As shown with reference to the suction button 218b and the second internal valve 1604b, the helical driver 1618 may be received simultaneously within portions of both the suction button 218b and the camming cylinder 1614. Moreover, the helical driver 1618 defines a helical feature 1620 configured to be received within and traverse a helical profile defined within the interior of the suction button 218b. Consequently, as the camming cylinder 1614 rotates, the helical feature 1620 is fed into the helical profile, which causes the valve body 1616 to move downward to actuate the second internal valve 1604b. Moreover, as the valve body 1616 moves downward, the interconnected suction button 218b correspondingly moves in the same direction. Operation and robotic actuation of the irrigation button 218a is undertaken similarly. Accordingly, actuating the capstan assemblies 1606a,b causes the corresponding camming cylinder 1614 to rotate, which drives the valve body 1616 downward to actuate the internal valves 1604a,b.

In the embodiment of FIG. 16, the flow control system 1600 may further include a decoupling mechanism associated with each button 218a,b that allows the button 218a,b to mechanically decouple from the corresponding capstan assembly 1606a,b when manually pressed (actuated). This allows the button 218a,b to be manually operated without back driving the corresponding drive input 404c,c against the interconnected robot motor. In particular, and with reference to the suction button 218b, the suction button 218b may define an internal helical profile (not visible) configured to receive the helical feature 1620, and the helical profile and helical feature 1620 each form part of the decoupling mechanism. As the valve body 1616 rotates, the helical driver 1618 correspondingly rotates and the helical feature 1620 is fed into the helical profile. This causes the button 218b to move downward to actuate the internal valve 1604b. The decoupling mechanism allows the button 218b to be pressed without acting on the valve body 1616 or the helical driver 1618 and, therefore, without back driving the drive input 404d, which eliminates back driving the motor used to actuate the capstan assembly 1606b. When the button 218b is manually depressed (actuated), the button 218b moves downward relative to the valve body 1616 and the helical driver 1618, and the helical feature 1620 bypasses the helical profile, which is open to the top of the interior of the button 218b. Consequently, as the button 218b moves downward, the helical profile does not engage the helical feature 1620, and thereby does not act on the valve body 1616, which would otherwise back drive the drive input 404d and the corresponding motor used to actuate the capstan assembly 1606b.
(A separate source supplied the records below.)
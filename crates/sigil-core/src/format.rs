//! Declared serialization formats
//!
//! JSON-LD is the default wire form; plain JSON and TLV are also
//! implemented. CBOR and XML are declared so callers can negotiate
//! formats, but this implementation does not provide them.

use std::fmt;
use std::str::FromStr;

use serde::{Deserialize, Serialize};
use serde_json::Value;

use crate::canonical;
use crate::error::{Result, SigilError};
use crate::tlv;

/// Wire formats a caller may request
#[derive(Debug, Clone, Copy, PartialEq, Eq, Serialize, Deserialize)]
#[serde(rename_all = "kebab-case")]
pub enum SerializationFormat {
    /// JSON-LD: the value carries its own `@context`
    JsonLd,
    /// Plain canonical JSON
    Json,
    /// TLV binary framing
    Tlv,
    /// Declared but not provided
    Cbor,
    /// Declared but not provided
    Xml,
}

impl SerializationFormat {
    /// Serialize a JSON value under this format.
    pub fn serialize_value(&self, value: &Value) -> Result<Vec<u8>> {
        match self {
            // JSON-LD and plain JSON share the canonical byte form; the
            // difference is whether the value carries @context, which is
            // the caller's concern.
            SerializationFormat::JsonLd | SerializationFormat::Json => {
                Ok(canonical::to_canonical_bytes(value))
            }
            SerializationFormat::Tlv => Ok(tlv::encode_value(value)),
            SerializationFormat::Cbor | SerializationFormat::Xml => {
                Err(SigilError::SerializationUnsupported(self.to_string()))
            }
        }
    }
}

impl Default for SerializationFormat {
    fn default() -> Self {
        SerializationFormat::JsonLd
    }
}

impl fmt::Display for SerializationFormat {
    fn fmt(&self, f: &mut fmt::Formatter<'_>) -> fmt::Result {
        let s = match self {
            SerializationFormat::JsonLd => "json-ld",
            SerializationFormat::Json => "json",
            SerializationFormat::Tlv => "tlv",
            SerializationFormat::Cbor => "cbor",
            SerializationFormat::Xml => "xml",
        };
        f.write_str(s)
    }
}

impl FromStr for SerializationFormat {
    type Err = SigilError;

    fn from_str(s: &str) -> Result<Self> {
        match s {
            "json-ld" | "jsonld" => Ok(SerializationFormat::JsonLd),
            "json" => Ok(SerializationFormat::Json),
            "tlv" => Ok(SerializationFormat::Tlv),
            "cbor" => Ok(SerializationFormat::Cbor),
            "xml" => Ok(SerializationFormat::Xml),
            other => Err(SigilError::SerializationUnsupported(other.to_string())),
        }
    }
}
FIGS. 17A and 17B are left and right isometric views, respectively, of another example flow control system 1700, according to one or more additional embodiments of the present disclosure. The flow control system 1700 may be similar in some respects to the flow control system 508 of FIGS. 5A-5B and therefore may be best understood with reference thereto. Similar to the flow control system 508, the flow control system 1700 may form part of the suction irrigator 200 (FIGS. 2 and 4). Moreover, the flow control system 1700 includes a flow manifold 1702 that houses first and second internal valves 1704a,b, and the irrigation and suction buttons 218a,b are used to manually operate (actuate) the first and second internal valves 1704a,b, respectively.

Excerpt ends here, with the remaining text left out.